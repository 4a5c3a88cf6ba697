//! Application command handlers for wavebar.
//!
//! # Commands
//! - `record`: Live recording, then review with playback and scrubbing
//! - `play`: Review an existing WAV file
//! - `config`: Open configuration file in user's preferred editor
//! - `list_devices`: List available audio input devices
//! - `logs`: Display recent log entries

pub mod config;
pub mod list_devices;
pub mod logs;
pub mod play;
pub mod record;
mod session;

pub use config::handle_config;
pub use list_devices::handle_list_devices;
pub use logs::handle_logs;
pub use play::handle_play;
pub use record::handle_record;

# # # # #

Please return, exactly as written, the line containing "pub mod logs;" and every line after it through the end of the records above, and nothing else.

pub mod logs;
pub mod play;
pub mod record;
mod session;

pub use config::handle_config;
pub use list_devices::handle_list_devices;
pub use logs::handle_logs;
pub use play::handle_play;
pub use record::handle_record;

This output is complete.